Single column, not double. Wired launched with double-column layouts — the print convention carried directly across. A few issues in, the problems were clear: screen dimensions were smaller than print, and double-column fights reading direction on a touchscreen. When I moved to Vogue I went single-column, reading downwards. The right decision, and it shows in both videos.
Vogue — leading from expertise
When I moved to Vogue, I was the only person at Condé Nast who had shipped an iPad magazine. I built a team of 3 designers, taught them the DPS workflow from scratch, and set the design direction as Lead Designer.
For Vogue I went landscape — fashion photography and editorial video are horizontal, and full-screen video played better in widescreen. I worked with the Creative Director, Editor, and Condé Nast's head of digital, presenting and defending design decisions at each stage — and edited the promotional videos myself.
Impact
DMA 2011: Wired won Best Overall Digital Magazine and Best Technology Magazine; Vogue won Best Fashion Magazine
Finalist, Digital Designer of the Year across both titles.

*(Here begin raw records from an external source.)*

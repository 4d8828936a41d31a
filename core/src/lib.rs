//! libabugida-core
//!
//! Script-agnostic prediction core shared by language crates (libsinhala).
//! Targets scripts that write a base consonant followed by separately encoded
//! vowel marks, and predicts either whole words or the vowel marks likely to
//! follow the consonant just typed.
//!
//! All lookups run against immutable tables loaded once at startup. Loading
//! is the only fallible step; prediction never fails and narrows to an empty
//! list when nothing matches.
//!
//! Public API:
//! - `Lexicon` - Ordered word list (file order is rank)
//! - `PrefixIndex` - Character trie answering "first N words with this prefix"
//! - `DiacriticSet` / `DiacriticClassifier` - Combining mark membership
//! - `last_base_consonant` - Backward scan skipping diacritics
//! - `VowelTable` / `VowelPredictor` - Pair table with single-consonant fallback
//! - `WordPredictor` - Bounded prefix completion
//! - `Predictor` - Facade combining both predictors
//! - `SharedPredictor` - Atomic hot-swap of a fully built `Predictor`
//! - `Tables` - Loading from text/JSON and bincode snapshots
//! - `Config` - Limits and input handling flags
use serde::{Deserialize, Serialize};

pub mod diacritic;
pub use diacritic::{DiacriticClassifier, DiacriticSet};

pub mod scanner;
pub use scanner::{last_base_consonant, last_char, strip_last_char};

pub mod trie;
pub use trie::PrefixIndex;

pub mod lexicon;
pub use lexicon::Lexicon;

pub mod vowel;
pub use vowel::{VowelPrediction, VowelPredictor, VowelTable, VowelTier};

pub mod word;
pub use word::WordPredictor;

pub mod tables;
pub use tables::Tables;

pub mod engine;
pub use engine::Predictor;

pub mod shared;
pub use shared::SharedPredictor;

/// Generic configuration for the prediction core.
///
/// Only language-agnostic fields live here. Language crates extend it
/// (data file names, default diacritics) in their own config type and flatten
/// this one into it.
#[derive(Debug, Clone, PartialEq, Deserialize, Serialize)]
#[serde(default)]
pub struct Config {
    /// Maximum number of word completions returned by `predict_word`.
    pub max_word_suggestions: usize,
    /// Maximum number of vowel suggestions from the pair table.
    pub max_vowel_suggestions: usize,
    /// Maximum number of vowel suggestions from the single-consonant table
    /// (used when no previous base consonant exists).
    pub max_fallback_suggestions: usize,
    /// NFC-normalize loaded data and incoming queries.
    /// Off by default: matching is exact on code points.
    pub normalize_input: bool,
    /// Extra characters treated as diacritics on top of the language set.
    pub extra_diacritics: Vec<char>,
}

impl Default for Config {
    fn default() -> Self {
        Self {
            max_word_suggestions: 5,
            max_vowel_suggestions: 10,
            max_fallback_suggestions: 10,
            normalize_input: false,
            extra_diacritics: Vec::new(),
        }
    }
}

impl Config {
    /// Load configuration from a TOML file.
    pub fn load_toml<P: AsRef<std::path::Path>>(path: P) -> anyhow::Result<Self> {
        use anyhow::Context;
        let path = path.as_ref();
        let content = std::fs::read_to_string(path)
            .with_context(|| format!("read config {}", path.display()))?;
        let config: Config =
            toml::from_str(&content).with_context(|| format!("parse config {}", path.display()))?;
        Ok(config)
    }

    /// Save configuration to a TOML file.
    pub fn save_toml<P: AsRef<std::path::Path>>(&self, path: P) -> anyhow::Result<()> {
        let content = toml::to_string_pretty(self)?;
        std::fs::write(path, content)?;
        Ok(())
    }

    /// Load configuration from TOML string.
    pub fn from_toml_str(content: &str) -> Result<Self, toml::de::Error> {
        toml::from_str(content)
    }

    /// Serialize configuration to TOML string.
    pub fn to_toml_string(&self) -> Result<String, toml::ser::Error> {
        toml::to_string_pretty(self)
    }
}

/// Utility helpers.
pub mod utils {
    use std::borrow::Cow;

    /// NFC-normalize a string. Whitespace is left untouched.
    pub fn nfc(s: &str) -> String {
        use unicode_normalization::UnicodeNormalization;
        s.nfc().collect::<String>()
    }

    /// NFC-normalize only when `enabled`, borrowing otherwise.
    pub fn maybe_nfc(s: &str, enabled: bool) -> Cow<'_, str> {
        if enabled {
            Cow::Owned(nfc(s))
        } else {
            Cow::Borrowed(s)
        }
    }

    /// Return the word currently being typed: the last space-separated token
    /// of the trimmed text, or "" for blank text.
    ///
    /// ```
    /// use libabugida_core::utils::last_word;
    ///
    /// assert_eq!(last_word("මම ගෙදර "), "ගෙදර");
    /// assert_eq!(last_word("   "), "");
    /// ```
    pub fn last_word(text: &str) -> &str {
        text.trim().rsplit(' ').next().unwrap_or("")
    }
}
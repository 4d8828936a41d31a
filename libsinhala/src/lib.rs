//! libsinhala crate root
//!
//! This crate provides the Sinhala diacritic set, Sinhala data-file
//! configuration and factory functions that compose them with the shared
//! `libabugida-core` prediction types.
//!
//! Public API exported here:
//! - `SINHALA_DIACRITICS`, `Sinhala` and `sinhala_diacritics` from this module
//! - `SinhalaConfig` from `config`
//! - `create_predictor`, `create_shared_predictor`, `load_tables` from `engine`

pub mod config;
pub mod engine;

// Re-export the core types callers need alongside the factories.
pub use libabugida_core::{
    last_base_consonant, utils, Config, DiacriticClassifier, DiacriticSet, Lexicon, Predictor,
    SharedPredictor, Tables, VowelPrediction, VowelTable, VowelTier,
};

pub use config::SinhalaConfig;
pub use engine::{create_predictor, create_shared_predictor, load_tables, reload};

/// Sinhala combining vowel signs and the signs that never start a syllable:
/// the dependent vowel signs, al-lakuna (virama), anusvara, visarga and the
/// gayanukitta.
pub static SINHALA_DIACRITICS: phf::Set<char> = phf::phf_set! {
    '\u{0DCF}', // ා aela-pilla
    '\u{0DD0}', // ැ ketti aeda-pilla
    '\u{0DD1}', // ෑ diga aeda-pilla
    '\u{0DD2}', // ි ketti is-pilla
    '\u{0DD3}', // ී diga is-pilla
    '\u{0DD4}', // ු ketti paa-pilla
    '\u{0DD6}', // ූ diga paa-pilla
    '\u{0DD8}', // ෘ gaetta-pilla
    '\u{0DF2}', // ෲ diga gaetta-pilla
    '\u{0DD9}', // ෙ kombuva
    '\u{0DDA}', // ේ diga kombuva
    '\u{0DDC}', // ො kombuva haa aela-pilla
    '\u{0DDD}', // ෝ kombuva haa diga aela-pilla
    '\u{0DDE}', // ෞ kombuva haa gayanukitta
    '\u{0DCA}', // ් al-lakuna
    '\u{0D82}', // ං anusvaraya
    '\u{0D83}', // ඃ visargaya
    '\u{0DDF}', // ෟ gayanukitta
};

/// Zero-sized classifier backed by `SINHALA_DIACRITICS`.
#[derive(Debug, Clone, Copy, Default)]
pub struct Sinhala;

impl DiacriticClassifier for Sinhala {
    fn is_diacritic(&self, ch: char) -> bool {
        SINHALA_DIACRITICS.contains(&ch)
    }
}

/// The Sinhala diacritic set as a runtime `DiacriticSet`.
pub fn sinhala_diacritics() -> DiacriticSet {
    SINHALA_DIACRITICS.iter().copied().collect()
}
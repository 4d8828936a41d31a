//! Loading the three prediction tables.
//!
//! `Tables` bundles the lexicon and both vowel tables. It is built once, from
//! the source files (word list + two JSON maps) or from a single bincode
//! snapshot, and is then handed to `Predictor::new` by value. Any missing or
//! malformed file fails the whole load; there are no partial tables.

use anyhow::{bail, Context, Result};
use serde::{Deserialize, Serialize};
use std::fs::File;
use std::io::{BufReader, BufWriter};
use std::path::Path;

use crate::lexicon::Lexicon;
use crate::utils;
use crate::vowel::VowelTable;

/// Bumped whenever the snapshot layout changes.
pub const SNAPSHOT_VERSION: u32 = 1;

/// Lexicon + bigram table + pair table.
#[derive(Debug, Clone, Default, PartialEq, Eq, Serialize, Deserialize)]
pub struct Tables {
    pub lexicon: Lexicon,
    pub bigrams: VowelTable,
    pub pairs: VowelTable,
}

#[derive(Serialize, Deserialize)]
struct Snapshot {
    version: u32,
    tables: Tables,
}

impl Tables {
    pub fn new(lexicon: Lexicon, bigrams: VowelTable, pairs: VowelTable) -> Self {
        Self {
            lexicon,
            bigrams,
            pairs,
        }
    }

    /// Load from the source files.
    ///
    /// - words: one word per line, most frequent first
    /// - bigrams: JSON object, consonant -> ordered suggestions
    /// - pairs: JSON object, previous + current consonant -> ordered suggestions
    pub fn load<W, B, P>(words: W, bigrams: B, pairs: P) -> Result<Self>
    where
        W: AsRef<Path>,
        B: AsRef<Path>,
        P: AsRef<Path>,
    {
        let lexicon = Lexicon::load_text(words.as_ref())?;
        let bigrams = VowelTable::load_json(bigrams.as_ref())?;
        let pairs = VowelTable::load_json(pairs.as_ref())?;
        tracing::info!(
            words = lexicon.len(),
            bigram_keys = bigrams.len(),
            pair_keys = pairs.len(),
            "loaded prediction tables from {}",
            words.as_ref().parent().unwrap_or(Path::new(".")).display()
        );
        Ok(Self::new(lexicon, bigrams, pairs))
    }

    /// Save all tables to one bincode snapshot.
    pub fn save_bincode<P: AsRef<Path>>(&self, path: P) -> Result<()> {
        let path = path.as_ref();
        let file = File::create(path)
            .with_context(|| format!("create snapshot {}", path.display()))?;
        let writer = BufWriter::new(file);
        let snapshot = Snapshot {
            version: SNAPSHOT_VERSION,
            tables: self.clone(),
        };
        bincode::serialize_into(writer, &snapshot)
            .with_context(|| format!("write snapshot {}", path.display()))?;
        Ok(())
    }

    /// Load tables from a snapshot produced by `save_bincode`.
    pub fn load_bincode<P: AsRef<Path>>(path: P) -> Result<Self> {
        let path = path.as_ref();
        let file =
            File::open(path).with_context(|| format!("open snapshot {}", path.display()))?;
        let reader = BufReader::new(file);
        let snapshot: Snapshot = bincode::deserialize_from(reader)
            .with_context(|| format!("decode snapshot {}", path.display()))?;
        if snapshot.version != SNAPSHOT_VERSION {
            bail!(
                "snapshot {} has version {}, expected {}",
                path.display(),
                snapshot.version,
                SNAPSHOT_VERSION
            );
        }
        let tables = snapshot.tables;
        tracing::info!(
            words = tables.lexicon.len(),
            bigram_keys = tables.bigrams.len(),
            pair_keys = tables.pairs.len(),
            "loaded prediction tables from snapshot {}",
            path.display()
        );
        Ok(tables)
    }

    /// NFC-normalize every word, key and suggestion.
    ///
    /// Fails if two keys of one table share an NFC form (for example a
    /// precomposed vowel sign next to its decomposed spelling).
    pub fn normalized(self) -> Result<Self> {
        Ok(Self {
            lexicon: self.lexicon.map_words(utils::nfc),
            bigrams: self
                .bigrams
                .map_strings(utils::nfc)
                .context("normalize bigram table")?,
            pairs: self
                .pairs
                .map_strings(utils::nfc)
                .context("normalize pair table")?,
        })
    }
}
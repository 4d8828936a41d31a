//! Data tooling for the prediction tables: validation reports shared by the
//! `compile_tables` and `show_table_entry` binaries.

pub mod audit;

pub use audit::{audit, TableReport};
// core/src/vowel.rs
//
// Vowel-mark prediction. Two tables back it:
// - the bigram table, keyed by a single consonant, used at the start of a word
// - the pair table, keyed by previous base consonant + current consonant
// List order in both tables is the rank; nothing is re-sorted here.

use anyhow::{bail, Context, Result};
use serde::{Deserialize, Serialize};
use std::collections::HashMap;
use std::fs::File;
use std::io::{BufReader, Read};
use std::path::Path;

use crate::diacritic::{DiacriticClassifier, DiacriticSet};
use crate::scanner::{last_base_consonant, last_char, strip_last_char};

/// Mapping from a consonant key to its ordered vowel-mark suggestions.
///
/// Serialized as a plain JSON object: `{"ක": ["ා", "ි"]}`.
#[derive(Debug, Clone, Default, PartialEq, Eq, Serialize, Deserialize)]
#[serde(transparent)]
pub struct VowelTable {
    entries: HashMap<String, Vec<String>>,
}

impl VowelTable {
    pub fn new() -> Self {
        Self {
            entries: HashMap::new(),
        }
    }

    /// Set the suggestion list for `key`, replacing any previous list.
    pub fn insert<K, I, S>(&mut self, key: K, suggestions: I)
    where
        K: Into<String>,
        I: IntoIterator<Item = S>,
        S: Into<String>,
    {
        self.entries
            .insert(key.into(), suggestions.into_iter().map(Into::into).collect());
    }

    /// Suggestions for `key`, or an empty slice when the key is absent.
    pub fn suggestions(&self, key: &str) -> &[String] {
        self.entries.get(key).map(Vec::as_slice).unwrap_or(&[])
    }

    pub fn contains_key(&self, key: &str) -> bool {
        self.entries.contains_key(key)
    }

    /// Iterate keys in arbitrary order.
    pub fn keys(&self) -> impl Iterator<Item = &str> {
        self.entries.keys().map(String::as_str)
    }

    pub fn len(&self) -> usize {
        self.entries.len()
    }

    pub fn is_empty(&self) -> bool {
        self.entries.is_empty()
    }

    /// Parse a JSON object of `key -> [suggestion, ...]`.
    pub fn from_json_str(content: &str) -> Result<Self> {
        let table: Self = serde_json::from_str(content)?;
        table.warn_suspicious_keys();
        Ok(table)
    }

    /// Parse a JSON object from a reader.
    pub fn from_reader<R: Read>(reader: R) -> Result<Self> {
        let table: Self = serde_json::from_reader(reader)?;
        table.warn_suspicious_keys();
        Ok(table)
    }

    /// Load a JSON table file.
    pub fn load_json<P: AsRef<Path>>(path: P) -> Result<Self> {
        let path = path.as_ref();
        let file =
            File::open(path).with_context(|| format!("open vowel table {}", path.display()))?;
        Self::from_reader(BufReader::new(file))
            .with_context(|| format!("parse vowel table {}", path.display()))
    }

    /// Apply `f` to every key and suggestion.
    ///
    /// Fails when `f` maps two distinct keys to the same key, since only one
    /// of their lists could be kept.
    pub fn map_strings<F: FnMut(&str) -> String>(self, mut f: F) -> Result<Self> {
        let mut entries = HashMap::with_capacity(self.entries.len());
        // mapped key -> key it came from
        let mut sources: HashMap<String, String> = HashMap::with_capacity(self.entries.len());
        for (k, v) in self.entries {
            let key = f(k.as_str());
            if let Some(other) = sources.get(&key) {
                // Sorted so the message does not depend on iteration order.
                let (first, second) = if *other < k { (other, &k) } else { (&k, other) };
                bail!(
                    "vowel table keys {:?} and {:?} both map to {:?}",
                    first,
                    second,
                    key
                );
            }
            let list = v.iter().map(|s| f(s.as_str())).collect();
            sources.insert(key.clone(), k);
            entries.insert(key, list);
        }
        Ok(Self { entries })
    }

    fn warn_suspicious_keys(&self) {
        if self.entries.contains_key("") {
            tracing::warn!("vowel table has an empty key; it can never be looked up");
        }
    }
}

impl<K: Into<String>, V: Into<String>> FromIterator<(K, Vec<V>)> for VowelTable {
    fn from_iter<I: IntoIterator<Item = (K, Vec<V>)>>(iter: I) -> Self {
        let mut table = Self::new();
        for (k, v) in iter {
            table.insert(k, v);
        }
        table
    }
}

/// Which table answered a vowel query.
#[derive(Debug, Clone, Copy, PartialEq, Eq, Serialize, Deserialize)]
#[serde(rename_all = "lowercase")]
pub enum VowelTier {
    /// No previous base consonant: single-consonant table.
    Bigram,
    /// Previous base consonant found: consonant-pair table.
    Pair,
}

/// A vowel prediction together with how it was obtained.
#[derive(Debug, Clone, PartialEq, Eq, Serialize, Deserialize)]
pub struct VowelPrediction {
    pub tier: VowelTier,
    /// The key looked up in the chosen table.
    pub key: String,
    /// Base consonant found before the current one, if any.
    pub previous: Option<char>,
    pub suggestions: Vec<String>,
}

/// Two-tier vowel-mark predictor.
#[derive(Debug, Clone)]
pub struct VowelPredictor {
    bigrams: VowelTable,
    pairs: VowelTable,
    diacritics: DiacriticSet,
    pair_limit: usize,
    fallback_limit: usize,
}

impl VowelPredictor {
    /// Create a predictor with the default limit of 10 for both tiers.
    pub fn new(bigrams: VowelTable, pairs: VowelTable, diacritics: DiacriticSet) -> Self {
        Self {
            bigrams,
            pairs,
            diacritics,
            pair_limit: 10,
            fallback_limit: 10,
        }
    }

    /// Override the per-tier result caps.
    pub fn with_limits(mut self, pair_limit: usize, fallback_limit: usize) -> Self {
        self.pair_limit = pair_limit;
        self.fallback_limit = fallback_limit;
        self
    }

    pub fn bigrams(&self) -> &VowelTable {
        &self.bigrams
    }

    pub fn pairs(&self) -> &VowelTable {
        &self.pairs
    }

    pub fn diacritics(&self) -> &DiacriticSet {
        &self.diacritics
    }

    /// Predict vowel marks for the consonant just typed.
    ///
    /// `prefix` is the current word including that consonant. `current` is the
    /// consonant itself; when empty it is taken from the end of `prefix`.
    pub fn predict(&self, prefix: &str, current: &str) -> Vec<String> {
        self.predict_detailed(prefix, current)
            .map(|p| p.suggestions)
            .unwrap_or_default()
    }

    /// Same as `predict`, also reporting the tier and key used.
    /// Returns `None` only for an empty `prefix`.
    pub fn predict_detailed(&self, prefix: &str, current: &str) -> Option<VowelPrediction> {
        if prefix.is_empty() {
            return None;
        }

        // The just-typed consonant must not count as the previous one.
        let base_scope = strip_last_char(prefix);
        let previous = last_base_consonant(base_scope, &self.diacritics);

        let current_cons = if current.is_empty() {
            last_char(prefix).map(String::from).unwrap_or_default()
        } else {
            current.to_string()
        };

        let prediction = match previous {
            None => {
                let suggestions =
                    take_owned(self.bigrams.suggestions(&current_cons), self.fallback_limit);
                VowelPrediction {
                    tier: VowelTier::Bigram,
                    key: current_cons,
                    previous,
                    suggestions,
                }
            }
            Some(prev) => {
                let mut key = String::with_capacity(prev.len_utf8() + current_cons.len());
                key.push(prev);
                key.push_str(&current_cons);
                let suggestions = take_owned(self.pairs.suggestions(&key), self.pair_limit);
                VowelPrediction {
                    tier: VowelTier::Pair,
                    key,
                    previous,
                    suggestions,
                }
            }
        };

        tracing::debug!(
            tier = ?prediction.tier,
            key = %prediction.key,
            hits = prediction.suggestions.len(),
            "vowel prediction"
        );
        Some(prediction)
    }

    /// Whether `ch` is a diacritic for this predictor.
    pub fn is_diacritic(&self, ch: char) -> bool {
        self.diacritics.is_diacritic(ch)
    }
}

fn take_owned(list: &[String], limit: usize) -> Vec<String> {
    list.iter().take(limit).cloned().collect()
}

UK's first native iPad magazines
featured on the App Store homepage at launch, negotiated directly with Apple, ~2,000 downloads per month.
National press coverage and outdoor advertising
the Vogue promotional video ran on the London Underground and at Liverpool Lime Street.
Looking back
What I'd do differently: Push for portrait-only on Wired from the start rather than learning it through production overhead. The decision was right; it just cost one issue of dual-orientation work to get there.
Where it led: This was the first time I owned something from technical constraint to shipped experience — understanding a new medium, building the toolchain, making format calls, testing with users, presenting to senior leadership. Those instincts run through everything I've done since.
“Antony was a crucial and brilliant part of our early digital editions design team.”
“Anthony worked at Wired on the first wave of Tablet design. He proved himself to be a highly motivated, quick learning and ambitious member of staff.”
“Antony is an excellent designer with an exceptional knowledge of the different tools needed for producing digital editions. He is constantly seeking to learn new skills and find new creative solutions, and has always been keen to explore the possibilities of tablet and digital design as far as possible.”